- **EXERCISE DETAILS**: Below are lines of data; give the number of them that contain "period", and only that.

- **MATERIALS PROVIDED**:
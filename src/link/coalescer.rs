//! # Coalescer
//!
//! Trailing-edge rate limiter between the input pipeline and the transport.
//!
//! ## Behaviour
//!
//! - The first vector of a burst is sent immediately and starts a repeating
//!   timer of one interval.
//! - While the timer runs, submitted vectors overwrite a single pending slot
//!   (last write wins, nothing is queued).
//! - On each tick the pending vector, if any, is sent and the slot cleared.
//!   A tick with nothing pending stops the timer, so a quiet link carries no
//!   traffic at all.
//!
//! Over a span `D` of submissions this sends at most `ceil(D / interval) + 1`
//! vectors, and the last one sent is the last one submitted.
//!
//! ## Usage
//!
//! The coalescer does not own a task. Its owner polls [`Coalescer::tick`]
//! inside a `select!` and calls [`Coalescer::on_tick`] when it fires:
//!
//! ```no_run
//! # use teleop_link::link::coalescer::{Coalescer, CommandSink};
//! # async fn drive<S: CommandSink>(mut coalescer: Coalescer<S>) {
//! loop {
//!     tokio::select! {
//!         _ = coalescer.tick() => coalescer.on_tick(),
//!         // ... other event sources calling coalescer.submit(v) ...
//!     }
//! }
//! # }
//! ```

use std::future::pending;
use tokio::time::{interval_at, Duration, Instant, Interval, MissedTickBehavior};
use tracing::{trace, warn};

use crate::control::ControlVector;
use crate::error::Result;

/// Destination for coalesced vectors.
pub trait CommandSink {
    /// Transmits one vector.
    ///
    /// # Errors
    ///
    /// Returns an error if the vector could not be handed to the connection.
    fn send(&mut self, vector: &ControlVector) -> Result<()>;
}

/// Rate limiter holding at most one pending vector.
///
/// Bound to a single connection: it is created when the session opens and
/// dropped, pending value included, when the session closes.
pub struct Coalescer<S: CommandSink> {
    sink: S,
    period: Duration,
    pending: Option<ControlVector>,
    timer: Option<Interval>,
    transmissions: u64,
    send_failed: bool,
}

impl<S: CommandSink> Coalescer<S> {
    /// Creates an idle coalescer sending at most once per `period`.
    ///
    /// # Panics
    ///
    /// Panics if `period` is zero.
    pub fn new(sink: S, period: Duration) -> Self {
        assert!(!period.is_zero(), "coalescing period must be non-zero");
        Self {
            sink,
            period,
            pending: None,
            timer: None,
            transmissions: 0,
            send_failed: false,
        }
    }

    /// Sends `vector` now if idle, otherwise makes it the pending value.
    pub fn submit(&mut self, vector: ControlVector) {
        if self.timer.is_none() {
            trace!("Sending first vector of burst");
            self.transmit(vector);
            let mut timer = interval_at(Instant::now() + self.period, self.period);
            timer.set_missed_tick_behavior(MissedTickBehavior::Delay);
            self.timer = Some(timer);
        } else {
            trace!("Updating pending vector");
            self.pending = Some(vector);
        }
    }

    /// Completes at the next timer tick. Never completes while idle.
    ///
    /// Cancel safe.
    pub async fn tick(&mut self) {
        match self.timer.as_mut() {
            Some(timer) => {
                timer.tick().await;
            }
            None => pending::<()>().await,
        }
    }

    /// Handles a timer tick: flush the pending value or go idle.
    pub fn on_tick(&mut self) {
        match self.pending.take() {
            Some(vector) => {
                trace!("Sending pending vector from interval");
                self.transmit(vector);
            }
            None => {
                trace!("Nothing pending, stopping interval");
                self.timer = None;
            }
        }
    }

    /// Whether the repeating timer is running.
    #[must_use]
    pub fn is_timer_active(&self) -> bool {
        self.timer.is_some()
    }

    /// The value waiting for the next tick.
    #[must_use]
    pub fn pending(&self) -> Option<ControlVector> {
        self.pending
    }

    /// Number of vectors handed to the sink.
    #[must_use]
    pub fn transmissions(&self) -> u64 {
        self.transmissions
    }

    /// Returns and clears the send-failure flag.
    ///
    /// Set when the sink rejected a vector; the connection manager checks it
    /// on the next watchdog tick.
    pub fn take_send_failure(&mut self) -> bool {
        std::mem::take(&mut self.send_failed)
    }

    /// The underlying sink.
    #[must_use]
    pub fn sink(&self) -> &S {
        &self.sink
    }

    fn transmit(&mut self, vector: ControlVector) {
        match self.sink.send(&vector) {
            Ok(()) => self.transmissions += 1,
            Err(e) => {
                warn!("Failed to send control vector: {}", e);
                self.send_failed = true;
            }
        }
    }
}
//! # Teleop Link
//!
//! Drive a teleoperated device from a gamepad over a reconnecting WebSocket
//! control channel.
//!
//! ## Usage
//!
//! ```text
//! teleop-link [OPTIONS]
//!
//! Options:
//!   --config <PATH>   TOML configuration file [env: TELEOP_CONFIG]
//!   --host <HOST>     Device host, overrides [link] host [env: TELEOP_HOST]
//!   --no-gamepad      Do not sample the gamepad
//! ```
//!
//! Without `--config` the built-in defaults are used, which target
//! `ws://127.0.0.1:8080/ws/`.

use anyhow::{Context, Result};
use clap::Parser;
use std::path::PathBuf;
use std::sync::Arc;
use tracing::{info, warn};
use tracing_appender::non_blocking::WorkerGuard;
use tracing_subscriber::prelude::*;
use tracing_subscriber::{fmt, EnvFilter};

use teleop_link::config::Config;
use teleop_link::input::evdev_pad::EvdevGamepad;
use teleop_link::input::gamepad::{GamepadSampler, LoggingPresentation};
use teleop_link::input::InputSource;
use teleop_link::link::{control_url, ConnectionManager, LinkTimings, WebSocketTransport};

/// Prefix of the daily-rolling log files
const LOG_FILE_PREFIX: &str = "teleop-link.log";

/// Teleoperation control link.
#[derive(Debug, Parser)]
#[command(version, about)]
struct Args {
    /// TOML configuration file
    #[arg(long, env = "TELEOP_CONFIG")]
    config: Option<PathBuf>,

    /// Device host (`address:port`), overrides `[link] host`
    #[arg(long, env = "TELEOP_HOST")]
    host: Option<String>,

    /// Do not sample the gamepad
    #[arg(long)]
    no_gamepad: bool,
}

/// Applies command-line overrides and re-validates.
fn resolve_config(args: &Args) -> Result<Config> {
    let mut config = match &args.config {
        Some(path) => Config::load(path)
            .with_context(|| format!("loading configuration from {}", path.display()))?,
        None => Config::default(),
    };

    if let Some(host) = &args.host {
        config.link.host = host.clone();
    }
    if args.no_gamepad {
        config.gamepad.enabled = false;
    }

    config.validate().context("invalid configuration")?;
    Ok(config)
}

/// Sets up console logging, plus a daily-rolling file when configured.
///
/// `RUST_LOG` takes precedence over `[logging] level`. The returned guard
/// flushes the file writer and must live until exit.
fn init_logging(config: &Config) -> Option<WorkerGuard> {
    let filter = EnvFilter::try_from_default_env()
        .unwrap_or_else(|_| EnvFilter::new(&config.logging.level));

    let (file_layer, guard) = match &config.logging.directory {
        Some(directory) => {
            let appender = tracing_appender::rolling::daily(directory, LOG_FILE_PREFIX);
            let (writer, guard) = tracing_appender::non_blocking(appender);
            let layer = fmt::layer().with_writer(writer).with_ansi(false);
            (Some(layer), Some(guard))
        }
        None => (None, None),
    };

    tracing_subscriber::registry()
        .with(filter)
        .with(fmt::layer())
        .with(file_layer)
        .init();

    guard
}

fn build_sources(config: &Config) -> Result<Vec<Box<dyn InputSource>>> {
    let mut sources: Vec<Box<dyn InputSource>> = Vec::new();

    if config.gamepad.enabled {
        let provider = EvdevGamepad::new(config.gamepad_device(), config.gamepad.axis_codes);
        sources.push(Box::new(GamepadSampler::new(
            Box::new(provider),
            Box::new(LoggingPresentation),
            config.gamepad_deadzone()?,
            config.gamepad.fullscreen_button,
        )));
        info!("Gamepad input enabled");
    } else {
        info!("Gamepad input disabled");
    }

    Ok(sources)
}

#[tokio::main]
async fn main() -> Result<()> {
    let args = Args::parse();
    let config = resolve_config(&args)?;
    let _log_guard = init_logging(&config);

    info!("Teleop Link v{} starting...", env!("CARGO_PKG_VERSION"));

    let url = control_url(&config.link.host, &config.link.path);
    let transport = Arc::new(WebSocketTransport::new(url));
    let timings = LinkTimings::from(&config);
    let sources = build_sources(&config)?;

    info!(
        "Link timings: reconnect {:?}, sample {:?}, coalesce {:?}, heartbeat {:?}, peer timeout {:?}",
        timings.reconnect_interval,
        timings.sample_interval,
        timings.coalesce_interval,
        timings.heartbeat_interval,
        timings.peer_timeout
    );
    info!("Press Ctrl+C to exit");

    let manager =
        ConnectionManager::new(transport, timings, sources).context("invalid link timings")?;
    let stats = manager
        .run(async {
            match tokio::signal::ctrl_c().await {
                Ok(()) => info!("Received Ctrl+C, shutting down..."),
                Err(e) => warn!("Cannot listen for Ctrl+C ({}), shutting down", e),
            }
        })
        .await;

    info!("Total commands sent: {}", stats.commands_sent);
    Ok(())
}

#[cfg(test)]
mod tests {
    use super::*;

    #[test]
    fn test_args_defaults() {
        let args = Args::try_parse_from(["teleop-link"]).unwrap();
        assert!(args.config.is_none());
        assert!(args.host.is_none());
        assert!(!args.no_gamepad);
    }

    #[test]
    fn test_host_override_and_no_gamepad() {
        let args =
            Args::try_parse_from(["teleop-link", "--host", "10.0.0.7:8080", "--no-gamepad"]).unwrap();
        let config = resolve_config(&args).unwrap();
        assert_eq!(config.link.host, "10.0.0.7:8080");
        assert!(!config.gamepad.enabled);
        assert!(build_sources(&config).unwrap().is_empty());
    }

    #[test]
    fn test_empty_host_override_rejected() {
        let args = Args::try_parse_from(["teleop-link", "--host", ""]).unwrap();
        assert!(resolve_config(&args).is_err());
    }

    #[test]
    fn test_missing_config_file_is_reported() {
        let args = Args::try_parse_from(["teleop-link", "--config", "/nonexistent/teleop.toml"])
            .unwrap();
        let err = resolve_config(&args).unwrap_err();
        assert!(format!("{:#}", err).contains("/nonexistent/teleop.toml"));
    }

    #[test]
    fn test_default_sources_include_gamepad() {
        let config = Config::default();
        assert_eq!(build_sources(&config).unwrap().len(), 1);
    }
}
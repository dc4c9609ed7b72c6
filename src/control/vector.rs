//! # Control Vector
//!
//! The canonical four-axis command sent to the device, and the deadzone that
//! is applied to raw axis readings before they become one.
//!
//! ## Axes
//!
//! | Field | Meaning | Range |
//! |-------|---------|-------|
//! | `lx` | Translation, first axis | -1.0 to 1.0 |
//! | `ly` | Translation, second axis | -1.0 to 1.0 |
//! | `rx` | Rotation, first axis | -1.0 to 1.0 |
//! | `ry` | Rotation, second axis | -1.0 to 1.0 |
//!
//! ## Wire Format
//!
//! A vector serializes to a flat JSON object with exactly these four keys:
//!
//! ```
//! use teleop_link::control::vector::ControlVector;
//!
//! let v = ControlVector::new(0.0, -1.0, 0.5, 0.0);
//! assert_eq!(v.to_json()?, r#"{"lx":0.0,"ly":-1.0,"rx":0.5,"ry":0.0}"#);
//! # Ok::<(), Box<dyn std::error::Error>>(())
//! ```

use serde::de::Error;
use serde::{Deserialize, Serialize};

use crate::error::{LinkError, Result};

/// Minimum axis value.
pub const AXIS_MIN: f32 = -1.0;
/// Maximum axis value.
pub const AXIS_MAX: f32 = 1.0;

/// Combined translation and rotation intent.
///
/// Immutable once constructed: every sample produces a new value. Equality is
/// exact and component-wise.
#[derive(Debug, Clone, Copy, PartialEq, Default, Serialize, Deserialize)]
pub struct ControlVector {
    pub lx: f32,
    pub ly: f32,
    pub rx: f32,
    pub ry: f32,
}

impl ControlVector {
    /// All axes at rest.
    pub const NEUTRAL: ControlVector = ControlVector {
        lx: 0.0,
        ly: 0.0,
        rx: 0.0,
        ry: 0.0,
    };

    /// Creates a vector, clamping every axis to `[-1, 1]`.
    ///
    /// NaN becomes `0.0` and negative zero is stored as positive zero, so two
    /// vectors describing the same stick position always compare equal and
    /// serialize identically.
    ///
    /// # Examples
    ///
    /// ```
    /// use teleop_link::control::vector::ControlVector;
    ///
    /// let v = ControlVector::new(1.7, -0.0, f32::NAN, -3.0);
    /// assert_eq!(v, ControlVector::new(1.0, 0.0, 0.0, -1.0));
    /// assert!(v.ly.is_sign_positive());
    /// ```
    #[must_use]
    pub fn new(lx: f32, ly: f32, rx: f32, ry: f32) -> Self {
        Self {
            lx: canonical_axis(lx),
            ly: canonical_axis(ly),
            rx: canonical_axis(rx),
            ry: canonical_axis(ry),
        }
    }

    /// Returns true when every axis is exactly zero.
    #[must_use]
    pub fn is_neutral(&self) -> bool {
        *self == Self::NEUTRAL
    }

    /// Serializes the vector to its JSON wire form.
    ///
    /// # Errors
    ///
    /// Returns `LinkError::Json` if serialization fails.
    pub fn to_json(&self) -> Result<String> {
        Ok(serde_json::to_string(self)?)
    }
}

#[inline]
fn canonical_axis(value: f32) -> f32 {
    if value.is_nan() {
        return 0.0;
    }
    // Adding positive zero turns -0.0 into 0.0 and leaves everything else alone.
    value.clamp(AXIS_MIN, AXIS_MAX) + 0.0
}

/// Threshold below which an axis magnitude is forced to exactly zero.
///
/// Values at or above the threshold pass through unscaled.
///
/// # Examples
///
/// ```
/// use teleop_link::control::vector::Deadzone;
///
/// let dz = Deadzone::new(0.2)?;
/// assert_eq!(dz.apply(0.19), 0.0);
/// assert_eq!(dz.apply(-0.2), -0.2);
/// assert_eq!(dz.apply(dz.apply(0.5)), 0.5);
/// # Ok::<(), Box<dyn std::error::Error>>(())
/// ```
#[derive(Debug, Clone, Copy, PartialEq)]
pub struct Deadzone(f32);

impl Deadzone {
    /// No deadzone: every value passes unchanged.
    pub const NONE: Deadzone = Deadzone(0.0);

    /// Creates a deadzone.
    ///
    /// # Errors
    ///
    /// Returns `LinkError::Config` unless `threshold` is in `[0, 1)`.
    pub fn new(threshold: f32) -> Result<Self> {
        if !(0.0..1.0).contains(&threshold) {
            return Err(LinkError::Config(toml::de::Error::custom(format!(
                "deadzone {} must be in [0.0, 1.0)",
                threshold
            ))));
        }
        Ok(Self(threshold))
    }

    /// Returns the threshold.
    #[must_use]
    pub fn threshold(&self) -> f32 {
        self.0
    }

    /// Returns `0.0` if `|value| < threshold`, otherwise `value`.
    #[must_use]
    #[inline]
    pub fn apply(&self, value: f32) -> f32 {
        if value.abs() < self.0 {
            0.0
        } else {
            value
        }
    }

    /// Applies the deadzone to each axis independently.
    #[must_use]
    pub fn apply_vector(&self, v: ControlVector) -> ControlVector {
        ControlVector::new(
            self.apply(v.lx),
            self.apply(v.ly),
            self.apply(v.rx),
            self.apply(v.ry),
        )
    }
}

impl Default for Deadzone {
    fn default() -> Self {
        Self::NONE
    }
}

- **RESPONSE AREA**: 7